10.) England Women’s Rugby Union team
The despair of losing a World Cup final is one that will stick with the England squad forever, but the team can take pride in the fact that they forced eventual winners, New Zealand, all the way. Losing the final 32-41 should not detract from the achievement of reaching the event in the first place. The year ended on a high with a 3-0 whitewash over Canada.

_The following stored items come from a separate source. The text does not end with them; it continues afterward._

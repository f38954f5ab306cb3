// Test code is allowed to panic on failure
#![allow(
    clippy::unwrap_used,
    clippy::expect_used,
    clippy::indexing_slicing,
    clippy::panic
)]

//! Functional tests for the MinecraftServer handlers.
//!
//! These tests drive the reconciler, updater and label propagator against
//! the in-memory store, WITHOUT requiring a live Kubernetes cluster.
//!
//! ```bash
//! # Run all functional tests
//! cargo test --test functional
//!
//! # Run specific test
//! cargo test --test functional test_end_to_end_mc1
//! ```
//!
//! ## Test Categories
//!
//! - **Reconciler tests**: creation order, idempotence, validation gate, resume
//! - **Updater tests**: storage patch isolation
//! - **Label tests**: propagation scope, removals, partial failures
//! - **Scenario tests**: multi-pass lifecycles through the event source

mod fixtures;
mod label_tests;
mod reconciler_tests;
mod scenario_tests;
mod updater_tests;

pub use fixtures::*;
//! Classification of watch deliveries into handler events.

use std::collections::BTreeMap;

use crate::controller::labels::{LabelChange, diff_labels};
use crate::crd::MinecraftServer;

/// A handler invocation derived from a delivered server object.
#[derive(Clone, Debug, PartialEq, Eq)]
pub enum ServerEvent {
    /// No dependents are recorded yet.
    Create,
    /// Dependents are recorded but this process has not handled the object.
    Resume,
    /// The spec generation moved past the last handled one.
    Update,
    /// The parent's labels differ from the last propagated set.
    LabelsChanged(Vec<LabelChange>),
}

impl ServerEvent {
    pub fn as_str(&self) -> &'static str {
        match self {
            ServerEvent::Create => "create",
            ServerEvent::Resume => "resume",
            ServerEvent::Update => "update",
            ServerEvent::LabelsChanged(_) => "labels",
        }
    }
}

/// Decides which handlers a delivered object triggers.
pub trait EventSource: Send + Sync {
    /// Events for `server`, in the order their handlers must run.
    ///
    /// `first_seen` is true when this process has not handled the object
    /// since it started.
    fn events_for(&self, server: &MinecraftServer, first_seen: bool) -> Vec<ServerEvent>;
}

/// Event source reading the bookkeeping kept in the server's status.
#[derive(Clone, Copy, Debug, Default)]
pub struct StatusEventSource;

impl EventSource for StatusEventSource {
    fn events_for(&self, server: &MinecraftServer, first_seen: bool) -> Vec<ServerEvent> {
        let status = server.status.as_ref();
        let recorded = status.is_some_and(|s| s.dependents.is_some());
        let mut events = Vec::new();

        if !recorded {
            events.push(ServerEvent::Create);
        } else {
            if first_seen {
                events.push(ServerEvent::Resume);
            }
            let observed = status.and_then(|s| s.observed_generation);
            if server.metadata.generation.is_some() && server.metadata.generation != observed {
                events.push(ServerEvent::Update);
            }
        }

        let empty = BTreeMap::new();
        let observed_labels = status
            .and_then(|s| s.observed_labels.as_ref())
            .unwrap_or(&empty);
        let labels = server.metadata.labels.as_ref().unwrap_or(&empty);
        let diff = diff_labels(observed_labels, labels);
        if !diff.is_empty() {
            events.push(ServerEvent::LabelsChanged(diff));
        }

        events
    }
}
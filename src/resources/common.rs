//! Common resource generation utilities.
//!
//! Provides the labels shared by every dependent and the owner reference that
//! ties a dependent's lifecycle to its MinecraftServer.

use std::collections::BTreeMap;

use k8s_openapi::apimachinery::pkg::apis::meta::v1::{ObjectMeta, OwnerReference};
use kube::{Resource, ResourceExt};

use crate::crd::MinecraftServer;

/// Label key selecting a server's pods.
pub const APP_LABEL: &str = "app";

/// Labels applied to every dependent at creation.
pub fn common_labels(name: &str) -> BTreeMap<String, String> {
    BTreeMap::from([(APP_LABEL.to_string(), name.to_string())])
}

/// Create a controller owner reference for a MinecraftServer.
///
/// The API server's garbage collector deletes every dependent carrying this
/// reference once the server is deleted.
pub fn owner_reference(server: &MinecraftServer) -> OwnerReference {
    OwnerReference {
        api_version: MinecraftServer::api_version(&()).to_string(),
        kind: MinecraftServer::kind(&()).to_string(),
        name: server.name_any(),
        uid: server.uid().unwrap_or_default(),
        controller: Some(true),
        block_owner_deletion: Some(true),
    }
}

/// Attach `owner` to a dependent's metadata.
///
/// An existing reference with the same uid is replaced, so adopting twice
/// leaves a single reference.
pub fn adopt(meta: &mut ObjectMeta, owner: &OwnerReference) {
    let refs = meta.owner_references.get_or_insert_with(Vec::new);
    refs.retain(|r| r.uid != owner.uid);
    refs.push(owner.clone());
}

/// Object metadata for a dependent with the given labels.
pub fn dependent_metadata(
    name: &str,
    namespace: &str,
    labels: &BTreeMap<String, String>,
) -> ObjectMeta {
    ObjectMeta {
        name: Some(name.to_string()),
        namespace: Some(namespace.to_string()),
        labels: Some(labels.clone()),
        ..Default::default()
    }
}
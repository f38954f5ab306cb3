//! Label propagation tests.

use std::collections::BTreeMap;

use minecraft_operator::controller::dependents::reconcile_dependents;
use minecraft_operator::controller::labels::{LabelChange, LabelOp, diff_labels, propagate_labels};
use minecraft_operator::crd::DependentNames;
use minecraft_operator::resources::{DependentKind, LABEL_SYNCED_KINDS};
use minecraft_operator::store::MemoryStore;

use crate::fixtures::*;

async fn provisioned() -> (MemoryStore, DependentNames) {
    let store = MemoryStore::new();
    let names = reconcile_dependents(&store, &mc1_spec(), &mc1_parent())
        .await
        .unwrap();
    store.reset_operations();
    (store, names)
}

fn add_team_ops() -> Vec<LabelChange> {
    vec![LabelChange {
        op: LabelOp::Add,
        path: vec![
            "metadata".to_string(),
            "labels".to_string(),
            "team".to_string(),
        ],
        old: None,
        new: Some("ops".to_string()),
    }]
}

#[tokio::test]
async fn test_propagation_scope() {
    let (store, prior) = provisioned().await;
    let service_before = labels_of(&store, DependentKind::Service);
    let deployment_before = labels_of(&store, DependentKind::Deployment);

    let patched = propagate_labels(&store, &add_team_ops(), &prior, NAMESPACE, &LABEL_SYNCED_KINDS)
        .await
        .unwrap();

    assert_eq!(patched, 3);
    for kind in LABEL_SYNCED_KINDS {
        assert_eq!(
            labels_of(&store, kind).get("team").map(String::as_str),
            Some("ops"),
            "{kind} label"
        );
    }
    assert_eq!(labels_of(&store, DependentKind::Service), service_before);
    assert_eq!(labels_of(&store, DependentKind::Deployment), deployment_before);
}

#[tokio::test]
async fn test_removal_clears_label() {
    let (store, prior) = provisioned().await;
    propagate_labels(&store, &add_team_ops(), &prior, NAMESPACE, &LABEL_SYNCED_KINDS)
        .await
        .unwrap();

    let old = BTreeMap::from([("team".to_string(), "ops".to_string())]);
    let diff = diff_labels(&old, &BTreeMap::new());
    propagate_labels(&store, &diff, &prior, NAMESPACE, &LABEL_SYNCED_KINDS)
        .await
        .unwrap();

    for kind in LABEL_SYNCED_KINDS {
        let labels = labels_of(&store, kind);
        assert!(!labels.contains_key("team"), "{kind} still labelled");
        assert_eq!(labels.get("app").map(String::as_str), Some(NAME));
    }
}

#[tokio::test]
async fn test_every_kind_attempted_before_error() {
    let (store, prior) = provisioned().await;
    store.fail_patches(DependentKind::VolumeClaim);

    let err = propagate_labels(&store, &add_team_ops(), &prior, NAMESPACE, &LABEL_SYNCED_KINDS)
        .await
        .unwrap_err();

    assert!(err.is_retryable());
    assert!(!labels_of(&store, DependentKind::VolumeClaim).contains_key("team"));
    assert!(labels_of(&store, DependentKind::ConfigMap).contains_key("team"));
    assert!(labels_of(&store, DependentKind::Secret).contains_key("team"));
}

#[tokio::test]
async fn test_empty_diff_issues_no_patch() {
    let (store, prior) = provisioned().await;

    let patched = propagate_labels(&store, &[], &prior, NAMESPACE, &LABEL_SYNCED_KINDS)
        .await
        .unwrap();

    assert_eq!(patched, 0);
    assert!(store.operations().is_empty());
}

#[tokio::test]
async fn test_custom_synced_kinds() {
    let (store, prior) = provisioned().await;

    propagate_labels(
        &store,
        &add_team_ops(),
        &prior,
        NAMESPACE,
        &[DependentKind::Deployment],
    )
    .await
    .unwrap();

    assert!(labels_of(&store, DependentKind::Deployment).contains_key("team"));
    assert!(!labels_of(&store, DependentKind::ConfigMap).contains_key("team"));
}
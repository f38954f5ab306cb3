//! Custom Resource Definitions (CRDs) for minecraft-operator.
//!
//! - `MinecraftServer`: a game server backed by a PVC, ConfigMap, Secret,
//!   Service and Deployment

mod minecraft_server;

pub use minecraft_server::*;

9.) Team GB Women’s 4x100m relay team
If you ever need a reminder of the sheer emotion caused by sport, look no further than the final of 4×100 metres relay at the World Championships in London. The quartet of Asha Philip, Desiree Henry, Dina Asher-Smith, and Daryll Neita secured a superb silver just 0.3 seconds behind winners USA but that did not stop them dancing in delight in front of a home crowd.
8.) Jodie Taylor
2017 for English footballer Taylor can be described by one word: goals. Whether it was in the red of Arsenal or the white of England, the 31 year old was never far away from the back of the net. Her goals powered England to the semi-finals of Euro 2017 and Arsenal to third in the FA WSL Spring Series, just one point behind leaders Chelsea and Manchester City.
7.) Bianca Walkden
In her second World Championship, Walkden recreated the feat of her first. Winning gold in the heavyweight category, she defeated American Jackie Galloway to become the second Briton in history to defend a taekwondo world title. The gold was the ninth of her career and she also become the first to win all four Grand Prix events in a single season.
6.) Elinor Barker
Barker’s exceptional 2017 can be attributed to her relentless work ethic. 2017 saw her win eight out of 15 races including a World Championship and she began the year by being awarded an MBE. Studying for an Open University degree and learning sign language shows she is one of a growing number of athletes looking to better themselves outside of their discipline. A role model for all young cyclists.
5.) Johanna Konta
British fans’ hopes of a competitive female tennis player were finally satisfied as Konta reached the semi-final of Wimbledon. She was knocked out by Venus Williams but she became the first British woman to reach this stage since 1978. Konta sparked new life into the future of British women’s tennis and the hope is real for this Australian born Brit to go one step further at 2018’s Championships.
4.) Tammy Beaumont
The safe hands of Beaumont mixed with her appetite for runs made 2017 a year to remember for the Kent player. Her total score of 410 was the highest at the 2017 Women’s Cricket World Cup, a tournament which England won, and she along with Sarah Taylor set the highest 2nd wicket partnership in the history of the tournament. A phenomenal year was capped off by being awarded an MBE.
3.) Hannah Cockroft
The undisputed queen of T34 wheelchair racing, Cockroft became a ten time world champion with three gold medals in the 2017 World Para Athletics Championships. At only 24, she set her sights on the 2019 Championships stating it would be a no-brainer to come back and defend her 100% record. She has also made waves away from the track, highlighting issues such as athletic disability tests and unemployment.
2.) Elise Christie
One day Christie will look back on the 2017 World Short Track Speed Skating Championships as the pinnacle. Winning the world title in the 1000m and 1500m, she became the first British and European woman to win the overall gold in the event’s history. The feat landed her the title of Sunday Times Sportswomen of the Year, an experience she described as if she “just won the World Championships again”
1.) Eniola Aluko
During a shameful for year for the FA, Aluko fought tirelessly to ensure justice was done. Whistleblowing on her once manager Mark Sampson caused fractions within the squad but when The Department of Culture, Media and Sport confirmed Sampson had made discriminatory marks, Aluko’s actions were vindicated. For a woman with past achievements such as being the first female Match of the Day presenter, this may be her finest hour.